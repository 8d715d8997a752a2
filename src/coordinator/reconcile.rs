//! Accumulation buffer and coordinate cache.
//!
//! Demands the solver could not place wait in the buffer (one entry per id) and
//! come back in later rounds. The cache remembers the last known location and
//! name of every demand id so a recycled demand keeps its coordinates.

use std::collections::{BTreeMap, BTreeSet, HashMap, HashSet};

use crate::model::{Demand, DemandId, Location, Route};

/// What a round left behind.
#[derive(Debug, Default, PartialEq)]
pub(crate) struct Reconciled {
    /// Back in the buffer, in id order.
    pub unplaced: Vec<Demand>,
    /// Given up on this round.
    pub abandoned: Vec<Demand>,
}

#[derive(Debug)]
pub(crate) struct Reconciler {
    buffer: BTreeMap<DemandId, Demand>,
    cache: HashMap<DemandId, (Location, String)>,
    misses: HashMap<DemandId, u32>,
    abandon_after: Option<u32>,
    abandoned: BTreeSet<DemandId>,
}

impl Reconciler {
    pub(crate) fn new(abandon_after: Option<u32>) -> Self {
        Self {
            buffer: BTreeMap::new(),
            cache: HashMap::new(),
            misses: HashMap::new(),
            abandon_after,
            abandoned: BTreeSet::new(),
        }
    }

    /// Caches the location and name of `demand`.
    pub(crate) fn remember(&mut self, demand: &Demand) {
        self.cache
            .insert(demand.id, (demand.location, demand.name.clone()));
    }

    fn restore(&mut self, mut demand: Demand) -> Demand {
        match self.cache.get(&demand.id) {
            Some((location, name)) => {
                demand.location = *location;
                demand.name.clone_from(name);
            }
            None => self.remember(&demand),
        }
        demand
    }

    pub(crate) fn buffered_len(&self) -> usize {
        self.buffer.len()
    }

    pub(crate) fn buffered_ids(&self) -> Vec<DemandId> {
        self.buffer.keys().copied().collect()
    }

    pub(crate) fn abandoned_ids(&self) -> Vec<DemandId> {
        self.abandoned.iter().copied().collect()
    }

    /// Empties the buffer, in id order.
    pub(crate) fn drain(&mut self) -> Vec<Demand> {
        std::mem::take(&mut self.buffer).into_values().collect()
    }

    /// The demand set of a round: `batch` plus the buffer, the batch copy winning on id.
    pub(crate) fn solve_set(&mut self, batch: &[Demand]) -> Vec<Demand> {
        let mut seen: HashSet<DemandId> = HashSet::with_capacity(batch.len());
        let mut set: Vec<Demand> = batch
            .iter()
            .filter(|d| seen.insert(d.id))
            .cloned()
            .collect();
        let buffered: Vec<Demand> = self
            .buffer
            .values()
            .filter(|d| !seen.contains(&d.id))
            .cloned()
            .collect();
        set.extend(buffered.into_iter().map(|d| self.restore(d)));
        set
    }

    /// Puts demands back without counting a miss (rejected routes, aborted rounds).
    pub(crate) fn requeue(&mut self, demands: impl IntoIterator<Item = Demand>) -> usize {
        let mut n = 0;
        for d in demands {
            let d = self.restore(d);
            self.buffer.insert(d.id, d);
            n += 1;
        }
        n
    }

    /// Drops buffered copies of demands that ended up on an accepted route after all.
    pub(crate) fn forget(&mut self, ids: impl IntoIterator<Item = DemandId>) {
        for id in ids {
            self.buffer.remove(&id);
            self.misses.remove(&id);
        }
    }

    /// Folds the outcome of a solve into the buffer.
    ///
    /// Served demands leave the buffer and reset their miss count. Everything
    /// presented but not routed is unplaced, whether or not the solver said so.
    pub(crate) fn reconcile(
        &mut self,
        presented: &[Demand],
        routes: &[Route],
        unplaced: Vec<Demand>,
    ) -> Reconciled {
        let routed: HashSet<DemandId> = routes.iter().flat_map(Route::demand_ids).collect();
        for id in &routed {
            self.buffer.remove(id);
            self.misses.remove(id);
        }

        let mut left: BTreeMap<DemandId, Demand> = BTreeMap::new();
        for d in unplaced.into_iter().chain(presented.iter().cloned()) {
            if !routed.contains(&d.id) {
                left.entry(d.id).or_insert(d);
            }
        }

        let mut out = Reconciled::default();
        for (id, d) in left {
            let d = self.restore(d);
            let misses = self.misses.entry(id).or_insert(0);
            *misses += 1;
            match self.abandon_after {
                Some(limit) if *misses >= limit => {
                    self.misses.remove(&id);
                    self.buffer.remove(&id);
                    self.abandoned.insert(id);
                    out.abandoned.push(d);
                }
                _ => {
                    self.buffer.insert(id, d.clone());
                    out.unplaced.push(d);
                }
            }
        }
        out
    }
}

#[cfg(test)]
mod tests {
    use super::*;
    use crate::model::RouteId;

    fn demand(id: u64, qty: u32) -> Demand {
        Demand::new(id, qty, Location::new(id as f64, 1.0))
    }

    fn route(demands: Vec<Demand>) -> Route {
        Route::new(RouteId(1), "w", 1, demands, Location::ORIGIN)
    }

    #[test]
    fn served_leave_and_unplaced_enter_once() {
        let mut r = Reconciler::new(None);
        r.requeue([demand(1, 5), demand(2, 5)]);

        let presented = r.solve_set(&[demand(3, 1)]);
        assert_eq!(presented.len(), 3);

        let out = r.reconcile(&presented, &[route(vec![demand(1, 5)])], vec![demand(2, 5), demand(2, 5)]);
        assert_eq!(out.unplaced.iter().map(|d| d.id.0).collect::<Vec<_>>(), vec![2, 3]);
        assert_eq!(r.buffered_ids(), vec![DemandId(2), DemandId(3)]);
    }

    #[test]
    fn batch_copy_wins_over_buffer() {
        let mut r = Reconciler::new(None);
        r.requeue([demand(1, 5)]);
        let set = r.solve_set(&[demand(1, 9)]);
        assert_eq!(set.len(), 1);
        assert_eq!(set[0].quantity, 9);
    }

    #[test]
    fn cache_restores_coordinates() {
        let mut r = Reconciler::new(None);
        r.remember(&demand(4, 2).with_name("Bakery"));

        let stripped = Demand::new(4, 2, Location::ORIGIN);
        let out = r.reconcile(&[], &[], vec![stripped]);
        assert_eq!(out.unplaced[0].location, Location::new(4.0, 1.0));
        assert_eq!(out.unplaced[0].name, "Bakery");
    }

    #[test]
    fn abandons_after_consecutive_misses() {
        let mut r = Reconciler::new(Some(2));
        let far = demand(9, 1);

        let first = r.reconcile(&[far.clone()], &[], vec![]);
        assert_eq!(first.unplaced.len(), 1);
        let second = r.reconcile(&[far], &[], vec![]);
        assert!(second.unplaced.is_empty());
        assert_eq!(second.abandoned.len(), 1);
        assert_eq!(r.buffered_len(), 0);
        assert_eq!(r.abandoned_ids(), vec![DemandId(9)]);
    }

    #[test]
    fn serving_resets_the_miss_count() {
        let mut r = Reconciler::new(Some(2));
        let d = demand(5, 1);
        r.reconcile(&[d.clone()], &[], vec![]);
        r.reconcile(&[d.clone()], &[route(vec![d.clone()])], vec![]);
        let out = r.reconcile(&[d], &[], vec![]);
        assert_eq!(out.unplaced.len(), 1);
        assert!(out.abandoned.is_empty());
    }
}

○ ○ ○ ○ ○

Assignment:
Return, from the material above, each line holding the string "stripped".

The answer:
        let stripped = Demand::new(4, 2, Location::ORIGIN);
        let out = r.reconcile(&[], &[], vec![stripped]);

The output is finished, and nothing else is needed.